Kepala Kanwil DJPb DIY, Agung Yulianta menjelaskan menjelaskan, kondisi perekonomian di DIY tumbuh 5,02% year to year (yoy) pada triwulan I tahun 2024 dan inflasi melambat.
Baca Juga: ARTJOG 2024, Ramalan tentang Gambaran Peristiwa dan Harapan Hari Esok
“Perekonomian DIY tumbuh 5,02% yoy dan tumbuh 0,91% dibandingkan triwulan IV tahun 2024 (qtoq). Seluruh komponen pengeluaran tumbuh positif,” katanya dalam jumpa pers APBN KiTA Regional Provinsi D.I. Yogyakarta (DIY) hingga 31 Mei 2024 bersama Pimpinan Eselon I Kementerian Keuangan di Kanwil DJPb DIY, Maguwoharjo, Depok, Sleman, Selasa, 2 Juli 2024.
Hadir sebagai narasumber dalam acara ini selain Agung Yulianta, yakni Staf Ahli Bidang Ekonomi Makro dan Keuangan Internasional Kementerian Keuangan, Parjiono; Kepala Kantor Wilayah Direktorat Jenderal Pajak DIY, Erna Sulistyowati; Kepala Kantor Pengawasan Dan Pelayanan Bea Dan Cukai (KPPBC) Tipe Madya Pabean (TMP) B Yogyakarta, Tedy Himawan; Kepala KPKNL Yogyakarta, Ibu Tuti Kurniyaningsih; dan Kepala BDK (Balai Diklat Keuangan) Yogyakarta, Endang Widajati.
Baca Juga: Seberapa Besar Masyarakat Indonesia Menggunakan QRIS dalam Pembayaran?
Agung mengatakan, Produk Domestik Regional Bruto Atas Dasar Harga Berlaku (PDRB ADHB) mencapai Rp47,89 triliun dan PDRB ADHK (Atas Dasar Harga Konstan) Tahun Dasar 2010 mencapai Rp30,68 triliun.
Menurut dia, pertumbuhan tertinggi disumbang sektor Pengeluaran Konsumsi Akhir Lembaga Non Profit Yang Melayani Rumah Tangga (PKLNPRT) sebesar 20,29%. Sedangkan pertumbuhan terendah terjadi pada komponen Ekspor dan Impor Barang dan Jasa sebesar 2,02 % dan 3,78%. “Pertumbuhan ekonomi DIY secara qtoq memang melambat dibandingkan tahun sebelumnya, namun perekonomian DIY masih cukup kondusif,” ujar Agung.

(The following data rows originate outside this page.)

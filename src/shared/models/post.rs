/**
 * Post Model
 *
 * A feed post. Likes and comments are owned by the post and kept
 * newest-first. A user may like a post at most once.
 */

use chrono::{DateTime, Utc};
use serde::{Deserialize, Serialize};
use thiserror::Error;
use uuid::Uuid;

use super::User;

/// One like; the set of likes holds each user at most once
#[derive(Debug, Clone, Serialize, Deserialize, PartialEq)]
pub struct Like {
    pub user: Uuid,
}

/// Comment on a post, with a snapshot of the author's name and avatar
#[derive(Debug, Clone, Serialize, Deserialize, PartialEq)]
pub struct Comment {
    #[serde(rename = "_id")]
    pub id: Uuid,
    /// Author
    pub user: Uuid,
    pub text: String,
    pub name: String,
    pub avatar: String,
    pub date: DateTime<Utc>,
}

/// Post document
#[derive(Debug, Clone, Serialize, Deserialize, PartialEq)]
pub struct Post {
    #[serde(rename = "_id")]
    pub id: Uuid,
    /// Owning user
    pub user: Uuid,
    pub text: String,
    pub name: String,
    pub avatar: String,
    /// Newest first
    #[serde(default)]
    pub likes: Vec<Like>,
    /// Newest first
    #[serde(default)]
    pub comments: Vec<Comment>,
    pub date: DateTime<Utc>,
}

/// Rejected like/unlike transitions
#[derive(Debug, Error, Clone, Copy, PartialEq, Eq)]
pub enum LikeError {
    #[error("Post already Liked")]
    AlreadyLiked,
    #[error("Post has not yet been liked")]
    NotYetLiked,
}

impl Comment {
    pub fn new(author: &User, text: String) -> Self {
        Self {
            id: Uuid::new_v4(),
            user: author.id,
            text,
            name: author.display_name(),
            avatar: author.avatar.clone(),
            date: Utc::now(),
        }
    }
}

impl Post {
    pub fn new(author: &User, text: String) -> Self {
        Self {
            id: Uuid::new_v4(),
            user: author.id,
            text,
            name: author.display_name(),
            avatar: author.avatar.clone(),
            likes: Vec::new(),
            comments: Vec::new(),
            date: Utc::now(),
        }
    }

    pub fn is_liked_by(&self, user: Uuid) -> bool {
        self.likes.iter().any(|like| like.user == user)
    }

    /// Add a like from `user`; fails without changes if already liked
    pub fn like(&mut self, user: Uuid) -> Result<(), LikeError> {
        if self.is_liked_by(user) {
            return Err(LikeError::AlreadyLiked);
        }
        self.likes.insert(0, Like { user });
        Ok(())
    }

    /// Remove the like from `user`; fails without changes if not liked
    pub fn unlike(&mut self, user: Uuid) -> Result<(), LikeError> {
        let index = self
            .likes
            .iter()
            .position(|like| like.user == user)
            .ok_or(LikeError::NotYetLiked)?;
        self.likes.remove(index);
        Ok(())
    }

    /// Insert a comment at the head of the thread
    pub fn add_comment(&mut self, comment: Comment) {
        self.comments.insert(0, comment);
    }

    pub fn comment(&self, id: Uuid) -> Option<&Comment> {
        self.comments.iter().find(|c| c.id == id)
    }

    /// Remove the comment with the given id
    pub fn remove_comment(&mut self, id: Uuid) -> Option<Comment> {
        let index = self.comments.iter().position(|c| c.id == id)?;
        Some(self.comments.remove(index))
    }
}

#[cfg(test)]
mod tests {
    use super::*;
    use assert_matches::assert_matches;
    use chrono::NaiveDate;
    use proptest::prelude::*;

    fn author(first: &str) -> User {
        User::new(
            first.to_string(),
            "Tester".to_string(),
            format!("{}@example.com", first.to_lowercase()),
            "hash".to_string(),
            NaiveDate::from_ymd_opt(1990, 1, 1).unwrap(),
            "other".to_string(),
        )
    }

    #[test]
    fn test_new_post_snapshots_author() {
        let user = author("Grace");
        let post = Post::new(&user, "Hello".to_string());
        assert_eq!(post.user, user.id);
        assert_eq!(post.name, "Grace Tester");
        assert_eq!(post.avatar, user.avatar);
        assert!(post.likes.is_empty());
    }

    #[test]
    fn test_like_twice_is_rejected() {
        let user = author("Grace");
        let mut post = Post::new(&user, "Hello".to_string());

        post.like(user.id).unwrap();
        assert_matches!(post.like(user.id), Err(LikeError::AlreadyLiked));
        assert_eq!(post.likes.len(), 1);
        assert_eq!(post.likes[0].user, user.id);
    }

    #[test]
    fn test_unlike_without_like_is_rejected() {
        let user = author("Grace");
        let mut post = Post::new(&user, "Hello".to_string());

        assert_matches!(post.unlike(user.id), Err(LikeError::NotYetLiked));
        assert!(post.likes.is_empty());
    }

    #[test]
    fn test_likes_are_newest_first() {
        let grace = author("Grace");
        let linus = author("Linus");
        let mut post = Post::new(&grace, "Hello".to_string());

        post.like(grace.id).unwrap();
        post.like(linus.id).unwrap();
        assert_eq!(post.likes[0].user, linus.id);

        post.unlike(linus.id).unwrap();
        assert_eq!(post.likes, vec![Like { user: grace.id }]);
    }

    #[test]
    fn test_comments() {
        let grace = author("Grace");
        let linus = author("Linus");
        let mut post = Post::new(&grace, "Hello".to_string());

        let first = Comment::new(&linus, "First".to_string());
        let first_id = first.id;
        post.add_comment(first);
        post.add_comment(Comment::new(&grace, "Second".to_string()));

        assert_eq!(post.comments[0].text, "Second");
        assert_eq!(post.comment(first_id).unwrap().name, "Linus Tester");
        assert_eq!(post.remove_comment(first_id).unwrap().user, linus.id);
        assert!(post.comment(first_id).is_none());
        assert!(post.remove_comment(first_id).is_none());
        assert_eq!(post.comments.len(), 1);
    }

    #[test]
    fn test_like_error_messages() {
        assert_eq!(LikeError::AlreadyLiked.to_string(), "Post already Liked");
        assert_eq!(LikeError::NotYetLiked.to_string(), "Post has not yet been liked");
    }

    proptest! {
        #[test]
        fn test_like_set_never_holds_duplicates(ops in proptest::collection::vec((0usize..4, any::<bool>()), 0..64)) {
            let users: Vec<Uuid> = (0..4).map(|_| Uuid::new_v4()).collect();
            let mut post = Post::new(&author("Grace"), "Hello".to_string());

            for (who, like) in ops {
                let user = users[who];
                let before = post.is_liked_by(user);
                let result = if like { post.like(user) } else { post.unlike(user) };

                prop_assert_eq!(result.is_ok(), before != like);
                prop_assert_eq!(post.is_liked_by(user), like);
            }

            for user in &users {
                prop_assert!(post.likes.iter().filter(|l| l.user == *user).count() <= 1);
            }
        }
    }
}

Inflasi di DIY pada Mei 2024 sebesar 2,28 yoy dan 0,81% year to date (ytod/sepanjang 2024). Kabar baiknya, inflasi di DIY -0,08% secara month to month (mtom) pada Mei 2024 atau dengan kata lain terjadi deflasi atau penurunan harga-harga.
Penyumbang utama inflasi antara lain kelompok makanan, minuman, dan tembakau (1,44%); kelompok perawatan pribadi dan jasa lainnya (0,30%); dan kelompok penyediaan makanan dan minuman/restoran (0,12%). Sementara Indeks Harga Konsumen (IHK) di DIY yakni sebesar 106,11.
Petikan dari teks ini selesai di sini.